- **What is required**
The lines wanted are those in the data below that include "ViewerBridge".

************

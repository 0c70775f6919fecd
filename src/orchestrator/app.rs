//! 命令行会话驱动 - 编排层
//!
//! ## 职责
//!
//! 1. **应用初始化**：检查后端、启动或连接浏览器、创建 JsExecutor 与渲染引擎
//! 2. **资源管理**：持有 Browser，确保阅读器页面在会话期间存活
//! 3. **阶段驱动**：按会话计划上传文档，之后由阅读器选区和标准输入驱动流程
//!
//! 结果阶段的标准输入命令：段落编号跳转、`a` 查看要点与音频、`b` 返回、`r` 重置、`q` 退出

use std::sync::Arc;

use anyhow::Result;
use chromiumoxide::Browser;
use futures::future::OptionFuture;
use tokio::io::{AsyncBufReadExt, BufReader, Lines, Stdin};
use tokio::task::JoinHandle;
use tracing::{debug, error, info, warn};

use crate::browser;
use crate::clients::{BackendApi, BackendClient};
use crate::config::Config;
use crate::error::{AppResult, ViewerError};
use crate::infrastructure::{AdobeEmbedEngine, JsExecutor};
use crate::models::{load_documents, ArtifactsView, DocumentRef, SessionPlan};
use crate::orchestrator::ResultOrchestrator;
use crate::services::{ActiveDocumentSwitcher, SwitchOutcome, ViewerBridge, ViewerStatus};
use crate::utils::logging::{log_artifacts, log_passages, log_stage, log_startup, truncate_text};
use crate::workflow::{Stage, WorkflowController};

type Input = Lines<BufReader<Stdin>>;

#[derive(Debug, Clone, Copy, PartialEq, Eq)]
enum Step {
    Continue,
    Quit,
}

/// 结果阶段的一条标准输入命令
#[derive(Debug, Clone, PartialEq, Eq)]
enum Command {
    Jump(usize),
    Artifacts,
    Back,
    Reset,
    Quit,
    Unknown(String),
}

fn parse_command(line: &str) -> Command {
    match line.trim() {
        "a" => Command::Artifacts,
        "b" => Command::Back,
        "r" => Command::Reset,
        "q" => Command::Quit,
        other => other
            .parse::<usize>()
            .map(Command::Jump)
            .unwrap_or_else(|_| Command::Unknown(other.to_string())),
    }
}

enum AnalysisEvent {
    Captured(Result<Option<String>, ViewerError>),
    Line(Option<String>),
}

enum ResultsEvent {
    Artifacts(Result<Option<ArtifactsView>, tokio::task::JoinError>),
    Line(Option<String>),
}

/// 应用主结构
pub struct App {
    config: Config,
    _browser: Browser,
    viewer: ViewerBridge,
    controller: WorkflowController,
    switcher: ActiveDocumentSwitcher,
    plan_query_used: bool,
}

impl App {
    /// 初始化应用
    ///
    /// 日志需要在此之前由调用方初始化
    pub async fn initialize(config: Config) -> AppResult<Self> {
        log_startup(&config);

        let backend = Arc::new(BackendClient::new(&config)?);
        match backend.health().await {
            Ok(()) => info!("✓ 后端在线: {}", backend.base_url()),
            Err(e) => warn!("⚠️ 后端健康检查失败（继续运行）: {}", e),
        }

        // 启动或连接浏览器
        let (browser, page) = browser::open_viewer_page(&config).await?;

        // 创建 JsExecutor（持有 page），再挂载渲染引擎
        let executor = JsExecutor::new(page);
        let engine = AdobeEmbedEngine::attach(executor, &config).await?;

        let api: Arc<dyn BackendApi> = backend;
        let viewer = ViewerBridge::new(Arc::new(engine), Arc::clone(&api), &config);
        let orchestrator = Arc::new(ResultOrchestrator::new(Arc::clone(&api)));
        let controller = WorkflowController::new(api, orchestrator, &config);
        let switcher = ActiveDocumentSwitcher::new(config.follow_up_navigation);

        Ok(Self {
            config,
            _browser: browser,
            viewer,
            controller,
            switcher,
            plan_query_used: false,
        })
    }

    /// 运行会话，直到用户退出或标准输入关闭
    pub async fn run(&mut self, plan: &SessionPlan) -> Result<()> {
        let mut input = BufReader::new(tokio::io::stdin()).lines();

        loop {
            if self.controller.view().is_recovery() {
                warn!("⚠️ 缺少焦点文档，返回第一阶段");
                self.controller.reset();
            }

            let stage = self.controller.stage();
            log_stage(stage);
            let step = match stage {
                Stage::KnowledgeUpload => self.upload_knowledge(plan, &mut input).await?,
                Stage::PrimaryUpload => self.upload_focus(plan, &mut input).await?,
                Stage::Analysis => self.author_query(plan, &mut input).await?,
                Stage::Results => self.browse_results(&mut input).await?,
            };

            if step == Step::Quit {
                break;
            }
        }

        info!("👋 会话结束，日志已保存至: {}", self.config.output_log_file);
        Ok(())
    }

    async fn upload_knowledge(&mut self, plan: &SessionPlan, input: &mut Input) -> Result<Step> {
        let documents = load_documents(&plan.knowledge_files).await?;
        match self.controller.submit_knowledge_base(documents).await {
            Ok(_) => Ok(Step::Continue),
            Err(e) => {
                error!("❌ {}", e);
                retry_or_quit(input).await
            }
        }
    }

    async fn upload_focus(&mut self, plan: &SessionPlan, input: &mut Input) -> Result<Step> {
        let focus = DocumentRef::from_path(&plan.focus_file).await?;
        match self.controller.submit_primary_document(Some(focus)).await {
            Ok(_) => Ok(Step::Continue),
            Err(e) => {
                error!("❌ {}", e);
                retry_or_quit(input).await
            }
        }
    }

    /// 查询阶段：计划中的查询只自动提交一次，之后由选区或输入决定
    async fn author_query(&mut self, plan: &SessionPlan, input: &mut Input) -> Result<Step> {
        self.show_focus_document().await;

        if !self.plan_query_used {
            if let Some(query) = plan.query.as_deref() {
                self.plan_query_used = true;
                self.controller.set_query_text(query);
                self.search().await;
                return Ok(Step::Continue);
            }
        }

        info!("✍️ 在阅读器中选中文本作为查询，或直接输入查询文本");
        info!("   回车提交当前查询，b 返回，r 重置，q 退出");
        let mut selectable = self.viewer.status() == ViewerStatus::Ready;

        loop {
            let event = tokio::select! {
                captured = self.viewer.capture_on_release(), if selectable => {
                    AnalysisEvent::Captured(captured)
                }
                line = input.next_line() => AnalysisEvent::Line(line?),
            };

            match event {
                AnalysisEvent::Captured(Ok(selection)) => {
                    if self.controller.accept_selection(selection) {
                        info!(
                            "📝 查询文本: {}",
                            truncate_text(self.controller.state().query_text(), 80)
                        );
                    }
                }
                AnalysisEvent::Captured(Err(e)) => {
                    selectable = self.viewer.status() == ViewerStatus::Ready;
                    if !selectable {
                        warn!("⚠️ 选区捕获不可用: {}", e);
                    }
                }
                AnalysisEvent::Line(None) => return Ok(Step::Quit),
                AnalysisEvent::Line(Some(line)) => match line.trim() {
                    "" => {
                        self.search().await;
                        return Ok(Step::Continue);
                    }
                    "b" => {
                        self.controller.back();
                        return Ok(Step::Continue);
                    }
                    "r" => {
                        self.controller.reset();
                        return Ok(Step::Continue);
                    }
                    "q" => return Ok(Step::Quit),
                    text => {
                        self.controller.set_query_text(text);
                        self.search().await;
                        return Ok(Step::Continue);
                    }
                },
            }
        }
    }

    /// 以当前查询文本搜索，失败时留在查询阶段
    async fn search(&mut self) {
        let query = self.controller.state().query_text().to_string();
        if let Err(e) = self.controller.submit_query(&query).await {
            error!("❌ {}", e);
        }
    }

    /// 阅读器没有显示焦点文档时重新加载
    async fn show_focus_document(&mut self) {
        let Some(focus) = self.controller.state().focus() else {
            return;
        };
        if self.viewer.bound_document() != Some(focus.name()) {
            self.viewer.load(Some(focus)).await;
        }
    }

    async fn browse_results(&mut self, input: &mut Input) -> Result<Step> {
        let passages = self.controller.state().passages().to_vec();
        info!(
            "🔎 查询: {}",
            truncate_text(self.controller.state().query_text(), 80)
        );
        log_passages(&passages);

        self.show_focus_document().await;
        if let Some(focus) = self.controller.state().focus() {
            self.switcher.activate(focus);
        }

        let orchestrator = self.controller.artifacts();
        let mut artifacts: Option<JoinHandle<Option<ArtifactsView>>> = Some(tokio::spawn({
            let passages = passages.clone();
            async move { orchestrator.activate(passages).await }
        }));

        info!("输入段落编号跳转，a 查看要点与音频，b 返回，r 重置，q 退出");

        loop {
            let event = tokio::select! {
                Some(joined) = OptionFuture::from(artifacts.as_mut()), if artifacts.is_some() => {
                    ResultsEvent::Artifacts(joined)
                }
                line = input.next_line() => ResultsEvent::Line(line?),
            };

            match event {
                ResultsEvent::Artifacts(joined) => {
                    artifacts = None;
                    match joined {
                        Ok(Some(view)) => log_artifacts(&view),
                        Ok(None) => debug!("派生内容已过期，忽略"),
                        Err(e) => warn!("⚠️ 派生内容任务异常: {}", e),
                    }
                }
                ResultsEvent::Line(None) => return Ok(Step::Quit),
                ResultsEvent::Line(Some(line)) => match parse_command(&line) {
                    Command::Jump(number) => {
                        let Some(passage) = number.checked_sub(1).and_then(|i| passages.get(i))
                        else {
                            warn!("没有第 {} 个段落", number);
                            continue;
                        };
                        let outcome = self
                            .switcher
                            .on_passage_click(
                                passage,
                                self.controller.known_documents(),
                                &mut self.viewer,
                            )
                            .await;
                        log_switch_outcome(&outcome);
                    }
                    Command::Artifacts => log_artifacts(&self.controller.artifacts().view()),
                    Command::Back => {
                        self.controller.back();
                        self.switcher.clear();
                        return Ok(Step::Continue);
                    }
                    Command::Reset => {
                        self.controller.reset();
                        self.switcher.clear();
                        return Ok(Step::Continue);
                    }
                    Command::Quit => return Ok(Step::Quit),
                    Command::Unknown(other) => warn!("未知命令: {}", other),
                },
            }
        }
    }
}

async fn retry_or_quit(input: &mut Input) -> Result<Step> {
    info!("按回车重试，输入 q 退出");
    match input.next_line().await? {
        Some(line) if line.trim() != "q" => Ok(Step::Continue),
        _ => Ok(Step::Quit),
    }
}

fn log_switch_outcome(outcome: &SwitchOutcome) {
    match outcome {
        SwitchOutcome::Navigated {
            delivered: false, ..
        } => warn!("⚠️ 阅读器不可用，无法翻页"),
        SwitchOutcome::Navigated { .. } => {}
        SwitchOutcome::Switched {
            status: ViewerStatus::Ready,
            ..
        } => {}
        SwitchOutcome::Switched { document, .. } => {
            warn!("⚠️ 已切换到 {}，但阅读器不可用", document)
        }
        SwitchOutcome::Unresolved { source } => warn!("⚠️ 未知的来源文档: {}", source),
    }
}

************

- **Completed exercise**
use crate::services::{ActiveDocumentSwitcher, SwitchOutcome, ViewerBridge, ViewerStatus};
    viewer: ViewerBridge,
        let viewer = ViewerBridge::new(Arc::new(engine), Arc::clone(&api), &config);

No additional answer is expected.